Prestige Irish was what it sounds like, and it was the shortest-lived of the bunch, with only three titles; much more complete was Prestige International, which had folk music of many different countries, but mostly the British Isles. There was some American folk music also, but then a new label, Prestige Folklore, was started in response to the folk boom. One of the folk artists featured was Dave Van Ronk, and it's hard to pass him by without a mention. He recorded an extensive list of the traditional folk and blues songs he loved, 13 of which were released on a Prestige International LP, 12 more on Prestige Folklore.
In 1963 he was back in the studio, this time the Van Gelder studio, to record again, with a traditional jazz band, and that gets him back into the purview of this blog, so we'll take it up when the time comes.

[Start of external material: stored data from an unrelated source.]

//! Currency formatting
//!
//! Amounts are formatted for a single currency/locale configuration with a
//! grouping separator and exactly two fractional digits, e.g. `$1,234.50`.

use serde::{Deserialize, Serialize};

/// Currency and locale formatting preferences
#[derive(Debug, Clone, PartialEq, Eq, Serialize, Deserialize)]
pub struct CurrencyFormat {
    /// Currency symbol placed before the amount
    #[serde(default = "default_symbol")]
    pub symbol: String,
    /// Thousands separator
    #[serde(default = "default_grouping")]
    pub grouping_separator: char,
    /// Separator between whole and fractional units
    #[serde(default = "default_decimal")]
    pub decimal_separator: char,
}

fn default_symbol() -> String {
    "$".to_string()
}

fn default_grouping() -> char {
    ','
}

fn default_decimal() -> char {
    '.'
}

impl Default for CurrencyFormat {
    fn default() -> Self {
        Self {
            symbol: default_symbol(),
            grouping_separator: default_grouping(),
            decimal_separator: default_decimal(),
        }
    }
}

impl CurrencyFormat {
    /// Format an amount with the configured symbol and separators
    ///
    /// # Examples
    /// ```
    /// use survey_form::currency::CurrencyFormat;
    /// assert_eq!(CurrencyFormat::default().format(1234.5), "$1,234.50");
    /// ```
    pub fn format(&self, amount: f64) -> String {
        if amount.is_nan() {
            return format!("{}NaN", self.symbol);
        }
        if amount.is_infinite() {
            let sign = if amount < 0.0 { "-" } else { "" };
            return format!("{}{}∞", sign, self.symbol);
        }

        // Round to whole cents half away from zero, then split the digits
        let cents = (amount.abs() * 100.0).round();
        let digits = format!("{:03.0}", cents);
        let (whole, fraction) = digits.split_at(digits.len() - 2);

        let sign = if amount < 0.0 && cents > 0.0 { "-" } else { "" };
        format!(
            "{}{}{}{}{}",
            sign,
            self.symbol,
            self.group(whole),
            self.decimal_separator,
            fraction
        )
    }

    fn group(&self, whole: &str) -> String {
        let mut grouped = String::with_capacity(whole.len() + whole.len() / 3);
        for (i, ch) in whole.chars().enumerate() {
            if i > 0 && (whole.len() - i) % 3 == 0 {
                grouped.push(self.grouping_separator);
            }
            grouped.push(ch);
        }
        grouped
    }
}

/// Format an amount in US dollars
pub fn format_currency(amount: f64) -> String {
    CurrencyFormat::default().format(amount)
}

/// Format a ratio as a one-decimal percentage
pub fn format_percentage(ratio: f64) -> String {
    format!("{:.1}%", ratio)
}
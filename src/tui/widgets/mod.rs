//! Reusable widgets for the TUI

pub mod field;

pub use field::FieldWidget;
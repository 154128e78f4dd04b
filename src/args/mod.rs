//! Argument handling for intercepted invocations.
//!
//! Raw argv → [`Invocation`] → verb classification → per-strategy argument
//! assembly. Each stage is a pure function that can be unit-tested
//! independently; strategies always build fresh owned vectors and never
//! mutate the incoming invocation.

mod assembler;
mod classifier;

pub use assembler::{
    build_phase_args, direct_replace_args, formatter_args, shell_join, structured_log_args,
};

/// An intercepted command line: argument 0 (the name the program was invoked
/// under, reduced to its basename) plus everything after it.
#[derive(Debug, Clone, PartialEq, Eq)]
pub struct Invocation {
    args: Vec<String>,
}

impl Invocation {
    /// Build from a raw argument vector.
    ///
    /// Argument 0 is reduced to its basename: resolution must go through the
    /// search path, not through whatever path the caller spelled out.
    pub fn new(mut args: Vec<String>) -> Self {
        if let Some(head) = args.first_mut() {
            if let Some(idx) = head.rfind('/') {
                *head = head[idx + 1..].to_string();
            }
        }
        Self { args }
    }

    /// Capture the current process' own argument vector.
    pub fn from_env() -> Self {
        Self::new(std::env::args().collect())
    }

    /// The name this program was invoked under.
    pub fn command(&self) -> &str {
        self.args.first().map(String::as_str).unwrap_or("")
    }

    /// The full argument vector, argument 0 included.
    pub fn args(&self) -> &[String] {
        &self.args
    }

    /// The classified verb, borrowed from the argument data.
    pub fn verb(&self) -> Option<&str> {
        classifier::classify_verb(self.tail())
    }

    /// Index of the classified verb within the full argument vector.
    pub fn verb_position(&self) -> Option<usize> {
        classifier::verb_position(self.tail()).map(|idx| idx + 1)
    }

    fn tail(&self) -> &[String] {
        self.args.get(1..).unwrap_or(&[])
    }
}
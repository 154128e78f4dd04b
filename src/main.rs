//! Entry point: configuration snapshot, search-path setup, gating, dispatch.

use std::process::exit;

use nix_monitored::args::{shell_join, Invocation};
use nix_monitored::config::{self, Config, MonitorMode};
use nix_monitored::dispatch::{self, ExecutionStrategy};
use nix_monitored::process::{self, ProcessError};

fn main() {
    let config = Config::from_env();
    config::init_tracing(config.debug);

    // Child invocations of the tool's own name must resolve to the real
    // tool, not back into this interceptor.
    let path = config::search_path(&std::env::var("PATH").unwrap_or_default());
    tracing::debug!(%path, "search path");
    std::env::set_var("PATH", &path);

    let invocation = Invocation::from_env();
    tracing::debug!(argv = %shell_join(invocation.args()), "invocation");

    // Defer to the tool untouched when monitoring is switched off or there
    // is nothing to classify.
    if (config.monitor == MonitorMode::Disable || invocation.args().len() < 2)
        && config.monitor != MonitorMode::Force
    {
        fail(process::exec_replace(invocation.args()));
    }

    // In an interactive session the user watches the output live; only
    // detached invocations get the notification timer.
    #[cfg(feature = "notify")]
    if config.notify && !std::io::IsTerminal::is_terminal(&std::io::stderr()) {
        if let Err(err) = nix_monitored::notify::wrap(&config, &invocation) {
            fail(err);
        }
    }

    let strategy = ExecutionStrategy::select(&invocation);
    match dispatch::run(strategy, &invocation) {
        Ok(outcome) => exit(outcome.propagated_code()),
        Err(err) => fail(err),
    }
}

/// Terminal path for infrastructure failures: log, exit with the fixed
/// failure status.
fn fail(err: ProcessError) -> ! {
    tracing::error!("{err}");
    exit(1);
}
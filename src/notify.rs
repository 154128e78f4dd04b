//! Elapsed-time-gated desktop notification around the dispatcher.
//!
//! The wrapper forks: the child returns to the caller and continues into the
//! dispatcher as if this module did not exist, while the parent times the
//! wait and notifies when the command ran long enough that the user has
//! probably looked away. The child's exit status is propagated untouched
//! whether or not a notification went out.

use std::time::{Duration, Instant};

use crate::args::{shell_join, Invocation};
use crate::config::{Config, NOTIFY_ICON};
use crate::process::{self, ChildRole, ExitOutcome, ProcessError};

/// External notification agent, resolved through the search path.
const NOTIFY_AGENT: &str = "notify-send";

/// Fork a timed wrapper around the rest of the program.
///
/// Returns `Ok(())` in the child so the caller continues into the
/// dispatcher. The parent waits for the child without treating failure as
/// fatal, sends a notification when warranted, and exits with the child's
/// propagated status.
pub fn wrap(config: &Config, invocation: &Invocation) -> Result<(), ProcessError> {
    let Some(timeout) = config.notify_timeout else {
        return Ok(());
    };
    let Some(child) = process::fork_split(ChildRole::Orchestrator)? else {
        return Ok(());
    };

    tracing::debug!("notification timer started");
    let start = Instant::now();
    let outcome = child.wait()?;
    let elapsed = start.elapsed();
    tracing::debug!(
        elapsed_ms = elapsed.as_millis() as u64,
        code = outcome.propagated_code(),
        "notification timer stopped"
    );

    if should_notify(elapsed, timeout) {
        if let Err(err) = send(invocation, outcome) {
            // A lost notification must not disturb the exit status.
            tracing::warn!("notification failed: {err}");
        }
    }
    std::process::exit(outcome.propagated_code());
}

/// Only slow commands notify; fast ones finished while the user was still
/// looking.
fn should_notify(elapsed: Duration, timeout: Duration) -> bool {
    elapsed > timeout
}

/// Urgency hint for the notification agent.
fn urgency(success: bool) -> &'static str {
    if success {
        "low"
    } else {
        "critical"
    }
}

/// Fire-and-forget invocation of the notification agent. The agent's own
/// failure is reported to the caller, never adopted as an exit status.
fn send(invocation: &Invocation, outcome: ExitOutcome) -> Result<(), ProcessError> {
    let success = outcome.success();
    let title = format!(
        "Nix command {}",
        if success { "succeeded" } else { "failed" }
    );
    let body = format!(
        "<span font='monospace'>{}</span>",
        shell_join(invocation.args())
    );
    let agent_args = vec![
        NOTIFY_AGENT.to_string(),
        "--app-name".to_string(),
        "Nix".to_string(),
        "--icon".to_string(),
        NOTIFY_ICON.to_string(),
        "--urgency".to_string(),
        urgency(success).to_string(),
        title,
        body,
    ];

    let agent = process::fork_with(ChildRole::Notifier, || process::exec_replace(&agent_args))?;
    let agent_outcome = agent.wait()?;
    if !agent_outcome.success() {
        tracing::warn!(
            code = agent_outcome.propagated_code(),
            "notification agent reported failure"
        );
    }
    Ok(())
}

#[cfg(test)]
mod tests {
    use super::*;

    #[test]
    fn fast_commands_do_not_notify() {
        assert!(!should_notify(
            Duration::from_millis(100),
            Duration::from_secs(2)
        ));
        assert!(!should_notify(Duration::from_secs(2), Duration::from_secs(2)));
    }

    #[test]
    fn slow_commands_notify() {
        assert!(should_notify(
            Duration::from_millis(2001),
            Duration::from_secs(2)
        ));
        // Zero threshold: everything measurable counts as slow.
        assert!(should_notify(Duration::from_millis(1), Duration::ZERO));
    }

    #[test]
    fn urgency_tracks_success() {
        assert_eq!(urgency(true), "low");
        assert_eq!(urgency(false), "critical");
    }
}
//! Runtime configuration — all environment variables in one place.
//!
//! The configuration is read once at startup into an owned [`Config`] value
//! and passed down explicitly; nothing in the crate consults the environment
//! after that.

use std::time::Duration;

use tracing_subscriber::EnvFilter;

/// Directory holding the real Nix binaries, baked in at build time.
///
/// Prepended to `PATH` before anything is spawned, so exec of an unmodified
/// invocation resolves to the wrapped tool instead of back into this
/// interceptor.
pub const TOOL_PATH: Option<&str> = option_env!("NIX_MONITORED_PATH");

/// Icon handed to the notification agent.
pub const NOTIFY_ICON: &str = match option_env!("NIX_MONITORED_ICON") {
    Some(icon) => icon,
    None => "nix-snowflake",
};

/// Grace period before a finished command is worth a notification.
const DEFAULT_NOTIFY_TIMEOUT: Duration = Duration::from_secs(2);

/// How the `NIX_MONITOR` variable gates the interceptor.
#[derive(Debug, Clone, Copy, PartialEq, Eq, Default)]
pub enum MonitorMode {
    /// Monitor when the usual gates allow it (default).
    #[default]
    Auto,
    /// Always defer to the wrapped tool untouched.
    Disable,
    /// Monitor even when the gates say otherwise.
    Force,
}

/// Configuration snapshot taken once at startup.
#[derive(Debug, Clone)]
pub struct Config {
    /// `NIX_DEBUG` set: debug-level logging.
    pub debug: bool,
    /// `NIX_MONITOR`: disable or force the interceptor.
    pub monitor: MonitorMode,
    /// `NIX_NOTIFY`: whether the notifier may run at all.
    pub notify: bool,
    /// `NIX_NOTIFY_TIMEOUT` in milliseconds; `None` disables notifications.
    pub notify_timeout: Option<Duration>,
}

impl Config {
    /// Read the configuration from the environment.
    pub fn from_env() -> Self {
        Self {
            debug: std::env::var_os("NIX_DEBUG").is_some(),
            monitor: monitor_mode_from(std::env::var("NIX_MONITOR").ok().as_deref()),
            notify: notify_enabled_from(std::env::var("NIX_NOTIFY").ok().as_deref()),
            notify_timeout: notify_timeout_from(
                std::env::var("NIX_NOTIFY_TIMEOUT").ok().as_deref(),
            ),
        }
    }
}

fn monitor_mode_from(value: Option<&str>) -> MonitorMode {
    match value {
        Some("disable") => MonitorMode::Disable,
        Some("force") => MonitorMode::Force,
        _ => MonitorMode::Auto,
    }
}

fn notify_enabled_from(value: Option<&str>) -> bool {
    !matches!(value, Some("0") | Some("false") | Some("disable"))
}

/// Millisecond threshold from the environment. A negative value disables
/// notifications entirely; unparseable input keeps the default.
fn notify_timeout_from(value: Option<&str>) -> Option<Duration> {
    let Some(raw) = value else {
        return Some(DEFAULT_NOTIFY_TIMEOUT);
    };
    match raw.trim().parse::<i64>() {
        Ok(ms) if ms < 0 => None,
        Ok(ms) => Some(Duration::from_millis(ms as u64)),
        Err(_) => Some(DEFAULT_NOTIFY_TIMEOUT),
    }
}

/// The search path exported to every child: the compile-time tool directory
/// in front of whatever the caller already had.
pub fn search_path(current: &str) -> String {
    match TOOL_PATH {
        Some(prefix) if current.is_empty() => prefix.to_string(),
        Some(prefix) => format!("{prefix}:{current}"),
        None => current.to_string(),
    }
}

/// Initialize tracing once. Output goes to stderr without timestamps so the
/// interceptor reads like the tool it wraps; `RUST_LOG` overrides the
/// default filter.
pub fn init_tracing(debug: bool) {
    let filter = EnvFilter::try_from_default_env()
        .unwrap_or_else(|_| EnvFilter::new(if debug { "debug" } else { "warn" }));

    tracing_subscriber::fmt()
        .with_env_filter(filter)
        .with_writer(std::io::stderr)
        .with_target(false)
        .without_time()
        .init();
}
//! Strategy selection and orchestration.
//!
//! One strategy is selected per invocation and driven to its terminal
//! action: either an exec-replace (never returns) or an [`ExitOutcome`] the
//! caller adopts as the process exit status.

use crate::args::{self, Invocation};
use crate::process::{self, ChildRole, ExitOutcome, ProcessError};

/// Command names that are launchers for plain builds.
const BUILD_ALIASES: &[&str] = &["nix-build", "nix-shell"];

/// Verbs the formatter front end handles directly.
const TRIVIAL_VERBS: &[&str] = &["build", "shell", "develop", "--version"];

/// The four mutually exclusive ways an invocation can be executed. Selection
/// happens once; the variants are matched exhaustively, so a fifth case
/// cannot appear without the compiler noticing.
#[derive(Debug, Clone, Copy, PartialEq, Eq)]
pub enum ExecutionStrategy {
    /// Hand the whole invocation to the formatter front end.
    DirectReplace,
    /// Build through the formatter first, then run the original command.
    BuildThenRun,
    /// Stream the tool's structured diagnostics through the formatter.
    PipedReformat,
    /// Execute the invocation untouched.
    Passthrough,
}

impl ExecutionStrategy {
    /// Pick the strategy for an invocation. Checks run in a fixed priority
    /// order; the first match wins and later conditions are not examined.
    pub fn select(invocation: &Invocation) -> Self {
        let verb = invocation.verb();
        if BUILD_ALIASES.contains(&invocation.command())
            || verb.is_some_and(|verb| TRIVIAL_VERBS.contains(&verb))
        {
            return Self::DirectReplace;
        }
        match verb {
            Some("run") => Self::BuildThenRun,
            Some("print-dev-env") => Self::PipedReformat,
            _ => Self::Passthrough,
        }
    }
}

/// Drive the selected strategy.
///
/// Returns only when a child's status should become this process' own exit
/// status. Exec-replacing paths never return on success, and infrastructure
/// failures come back as errors.
pub fn run(
    strategy: ExecutionStrategy,
    invocation: &Invocation,
) -> Result<ExitOutcome, ProcessError> {
    tracing::debug!(
        ?strategy,
        command = invocation.command(),
        verb = invocation.verb(),
        "dispatching"
    );
    match strategy {
        ExecutionStrategy::DirectReplace => {
            Err(process::exec_replace(&args::direct_replace_args(invocation)))
        }
        ExecutionStrategy::BuildThenRun => build_then_run(invocation),
        ExecutionStrategy::PipedReformat => piped_reformat(invocation),
        ExecutionStrategy::Passthrough => Err(process::exec_replace(invocation.args())),
    }
}

/// `nix run` conflates building and running. Build through the formatter
/// first so it can summarize the build phase, then exec the untouched
/// invocation, which finds everything already built.
fn build_then_run(invocation: &Invocation) -> Result<ExitOutcome, ProcessError> {
    let build_args = args::build_phase_args(invocation);
    let build = process::fork_with(ChildRole::Formatter, || {
        process::exec_replace(&build_args)
    })?;

    let outcome = build.wait()?;
    if !outcome.success() {
        // Do not run what was not built.
        return Ok(outcome);
    }
    Err(process::exec_replace(invocation.args()))
}

/// The tool's diagnostics go to its stderr; the formatter reads stdin. Both
/// run concurrently, connected only by the pipe's buffering and EOF
/// semantics, so every descriptor a process does not need must be closed
/// right after forking or the formatter never sees end-of-stream.
fn piped_reformat(invocation: &Invocation) -> Result<ExitOutcome, ProcessError> {
    let (read_end, write_end) = process::make_pipe()?;
    let tool_args = args::structured_log_args(invocation);
    let formatter_args = args::formatter_args();

    let tool = process::fork_with(ChildRole::Tool, || {
        process::close_unused(&read_end);
        if let Err(err) = process::redirect_stderr(&write_end) {
            return err;
        }
        process::close_unused(&write_end);
        process::exec_replace(&tool_args)
    })?;

    let formatter = process::fork_with(ChildRole::Formatter, || {
        process::close_unused(&write_end);
        if let Err(err) = process::redirect_stdin(&read_end) {
            return err;
        }
        process::close_unused(&read_end);
        process::exec_replace(&formatter_args)
    })?;

    // Both ends must close here, or the formatter waits forever for a write
    // end this process still holds.
    drop(read_end);
    drop(write_end);

    let tool_outcome = tool.wait()?;
    if !tool_outcome.success() {
        return Ok(tool_outcome);
    }
    formatter.wait()
}
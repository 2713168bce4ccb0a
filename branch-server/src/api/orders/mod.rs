//! Order API 模块
//!
//! 订单生命周期的 HTTP 入口：开单、加菜、收款、查单。

mod handler;

use axum::{Router, routing::get, routing::post};

use crate::core::ServerState;

pub fn router() -> Router<ServerState> {
    Router::new().nest("/api/orders", routes())
}

fn routes() -> Router<ServerState> {
    Router::new()
        .route("/", post(handler::create))
        .route("/{id}", get(handler::get_by_id))
        .route("/{id}/items", post(handler::add_item))
        .route("/{id}/payments", post(handler::take_payment))
}
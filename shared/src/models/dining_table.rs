//! Dining Table Model

use serde::{Deserialize, Serialize};

/// Table occupancy status
///
/// Invariant: a table is OCCUPIED iff at least one order referencing it is in
/// an active (non-terminal) status. Only the reservation guard mutates this.
#[derive(Debug, Clone, Copy, PartialEq, Eq, Serialize, Deserialize)]
#[cfg_attr(feature = "db", derive(sqlx::Type))]
#[cfg_attr(feature = "db", sqlx(rename_all = "SCREAMING_SNAKE_CASE"))]
#[serde(rename_all = "SCREAMING_SNAKE_CASE")]
pub enum TableStatus {
    Available,
    Occupied,
}

/// Dining table entity (桌台)
#[derive(Debug, Clone, Serialize, Deserialize)]
#[cfg_attr(feature = "db", derive(sqlx::FromRow))]
pub struct DiningTable {
    pub id: String,
    pub branch_id: String,
    /// Display label, e.g. "T1"
    pub code: String,
    pub seats: i64,
    pub status: TableStatus,
}

#[cfg(test)]
mod tests {
    use super::*;

    #[test]
    fn test_status_serde() {
        let json = serde_json::to_string(&TableStatus::Available).unwrap();
        assert_eq!(json, "\"AVAILABLE\"");
        let back: TableStatus = serde_json::from_str("\"OCCUPIED\"").unwrap();
        assert_eq!(back, TableStatus::Occupied);
    }
}
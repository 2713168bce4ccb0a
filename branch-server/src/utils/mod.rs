//! 工具模块 - 错误映射与日志
//!
//! # 内容
//!
//! - [`AppError`] - 应用错误类型 (from shared::error)
//! - [`AppResult`] - 统一 Result 别名
//! - 日志初始化

pub mod error;
pub mod logger;
pub mod result;

// Re-export error types from the error module (which re-exports from shared)
pub use error::{ApiResponse, AppError, ErrorCategory, ErrorCode};
pub use result::AppResult;
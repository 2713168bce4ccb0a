//! Fetch order operation
//!
//! Read-only view of the full aggregate; relies on the store's own read
//! consistency, no transaction needed.

use crate::db::DbService;
use crate::db::repository::{order, payment};
use crate::utils::{AppError, AppResult};
use shared::error::ErrorCode;
use shared::models::OrderDetail;

pub async fn fetch_order(db: &DbService, order_id: &str) -> AppResult<OrderDetail> {
    let pool = &db.pool;

    let target = order::find_by_id(pool, order_id).await?.ok_or_else(|| {
        AppError::with_message(ErrorCode::OrderNotFound, format!("Order {order_id} not found"))
    })?;

    let items = order::find_items(pool, order_id).await?;
    let payments = payment::find_by_order(pool, order_id).await?;
    let tax_lines = payment::find_tax_lines(pool, order_id).await?;
    let tips = payment::find_tips(pool, order_id).await?;

    Ok(OrderDetail {
        order: target,
        items,
        payments,
        tax_lines,
        tips,
    })
}
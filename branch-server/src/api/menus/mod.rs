//! Menu API 模块 (只读浏览)

mod handler;

use axum::{Router, routing::get};

use crate::core::ServerState;

pub fn router() -> Router<ServerState> {
    Router::new().nest("/api/menus", routes())
}

fn routes() -> Router<ServerState> {
    Router::new().route("/", get(handler::list))
}
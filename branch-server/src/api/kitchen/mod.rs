//! Kitchen Display (KDS) API 模块
//!
//! 工单视图与 start/serve 两个流转入口。

mod handler;

use axum::{Router, routing::get, routing::post};

use crate::core::ServerState;

pub fn router() -> Router<ServerState> {
    Router::new().nest("/api/kds", routes())
}

fn routes() -> Router<ServerState> {
    Router::new()
        .route("/tickets", get(handler::list))
        .route("/tickets/{id}/start", post(handler::start))
        .route("/tickets/{id}/serve", post(handler::serve))
}
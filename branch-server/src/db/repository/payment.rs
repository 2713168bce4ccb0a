//! Payment Repository
//!
//! Payments, tax lines and tips are append-only; nothing here updates or
//! deletes a money record.

use super::{RepoResult, parse_amount};
use shared::models::{Payment, PaymentMethod, TaxLine, TaxLineInput, Tip};
use sqlx::{Executor, Sqlite, SqliteConnection};

pub async fn insert(conn: &mut SqliteConnection, payment: &Payment) -> RepoResult<()> {
    sqlx::query(
        "INSERT INTO payment (id, order_id, method, amount, created_at) VALUES (?, ?, ?, ?, ?)",
    )
    .bind(&payment.id)
    .bind(&payment.order_id)
    .bind(payment.method)
    .bind(payment.amount.to_string())
    .bind(payment.created_at)
    .execute(conn)
    .await?;
    Ok(())
}

/// Batch-insert the tax lines supplied alongside a payment.
pub async fn insert_tax_lines(
    conn: &mut SqliteConnection,
    order_id: &str,
    lines: &[TaxLineInput],
    created_at: i64,
) -> RepoResult<Vec<TaxLine>> {
    let mut inserted = Vec::with_capacity(lines.len());
    for line in lines {
        let tax_line = TaxLine {
            id: shared::util::new_id(),
            order_id: order_id.to_string(),
            name: line.name.clone(),
            amount: line.amount,
            created_at,
        };
        sqlx::query(
            "INSERT INTO tax_line (id, order_id, name, amount, created_at) VALUES (?, ?, ?, ?, ?)",
        )
        .bind(&tax_line.id)
        .bind(&tax_line.order_id)
        .bind(&tax_line.name)
        .bind(tax_line.amount.to_string())
        .bind(tax_line.created_at)
        .execute(&mut *conn)
        .await?;
        inserted.push(tax_line);
    }
    Ok(inserted)
}

pub async fn insert_tip(conn: &mut SqliteConnection, tip: &Tip) -> RepoResult<()> {
    sqlx::query("INSERT INTO tip (id, order_id, amount, created_at) VALUES (?, ?, ?, ?)")
        .bind(&tip.id)
        .bind(&tip.order_id)
        .bind(tip.amount.to_string())
        .bind(tip.created_at)
        .execute(conn)
        .await?;
    Ok(())
}

#[derive(sqlx::FromRow)]
struct PaymentRow {
    id: String,
    order_id: String,
    method: PaymentMethod,
    amount: String,
    created_at: i64,
}

pub async fn find_by_order<'a, E>(executor: E, order_id: &str) -> RepoResult<Vec<Payment>>
where
    E: Executor<'a, Database = Sqlite>,
{
    let rows = sqlx::query_as::<_, PaymentRow>(
        "SELECT id, order_id, method, amount, created_at FROM payment \
         WHERE order_id = ? ORDER BY created_at, rowid",
    )
    .bind(order_id)
    .fetch_all(executor)
    .await?;
    rows.into_iter()
        .map(|row| {
            Ok(Payment {
                amount: parse_amount(&row.amount)?,
                id: row.id,
                order_id: row.order_id,
                method: row.method,
                created_at: row.created_at,
            })
        })
        .collect()
}

#[derive(sqlx::FromRow)]
struct TaxLineRow {
    id: String,
    order_id: String,
    name: String,
    amount: String,
    created_at: i64,
}

pub async fn find_tax_lines<'a, E>(executor: E, order_id: &str) -> RepoResult<Vec<TaxLine>>
where
    E: Executor<'a, Database = Sqlite>,
{
    let rows = sqlx::query_as::<_, TaxLineRow>(
        "SELECT id, order_id, name, amount, created_at FROM tax_line \
         WHERE order_id = ? ORDER BY created_at, rowid",
    )
    .bind(order_id)
    .fetch_all(executor)
    .await?;
    rows.into_iter()
        .map(|row| {
            Ok(TaxLine {
                amount: parse_amount(&row.amount)?,
                id: row.id,
                order_id: row.order_id,
                name: row.name,
                created_at: row.created_at,
            })
        })
        .collect()
}

#[derive(sqlx::FromRow)]
struct TipRow {
    id: String,
    order_id: String,
    amount: String,
    created_at: i64,
}

pub async fn find_tips<'a, E>(executor: E, order_id: &str) -> RepoResult<Vec<Tip>>
where
    E: Executor<'a, Database = Sqlite>,
{
    let rows = sqlx::query_as::<_, TipRow>(
        "SELECT id, order_id, amount, created_at FROM tip \
         WHERE order_id = ? ORDER BY created_at, rowid",
    )
    .bind(order_id)
    .fetch_all(executor)
    .await?;
    rows.into_iter()
        .map(|row| {
            Ok(Tip {
                amount: parse_amount(&row.amount)?,
                id: row.id,
                order_id: row.order_id,
                created_at: row.created_at,
            })
        })
        .collect()
}
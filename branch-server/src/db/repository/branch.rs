//! Branch Repository

use super::RepoResult;
use shared::models::Branch;
use sqlx::{Executor, Sqlite, SqlitePool};

pub async fn find_all(pool: &SqlitePool) -> RepoResult<Vec<Branch>> {
    let branches = sqlx::query_as::<_, Branch>(
        "SELECT id, name, created_at FROM branch ORDER BY created_at",
    )
    .fetch_all(pool)
    .await?;
    Ok(branches)
}

pub async fn find_by_id<'a, E>(executor: E, id: &str) -> RepoResult<Option<Branch>>
where
    E: Executor<'a, Database = Sqlite>,
{
    let branch =
        sqlx::query_as::<_, Branch>("SELECT id, name, created_at FROM branch WHERE id = ?")
            .bind(id)
            .fetch_optional(executor)
            .await?;
    Ok(branch)
}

Not much to add here about Van Ronk. He was a powerful figure in the folk music revival of the 1960s, known as "the Mayor of McDougal Street" for his presence on the New York folkie coffee house scene, and he made some wonderful records. Oh, and an anecdote. At about the time he was making these records for Prestige, he did a concert at Brown University, where my brother, Jonathan Richards, was the resident cartoonist for the campus newspaper. They asked him to do a drawing of Van Ronk to promote the concert, but did not provide him with any pictures. So he did the best he could. He drew a burly guy hunched over a guitar, head down, so that all you could see was hair and beard. Van Ronk must have liked it. He used it on his business card for several years after that.
In 1964, Prestige closed all its subsidiary labels.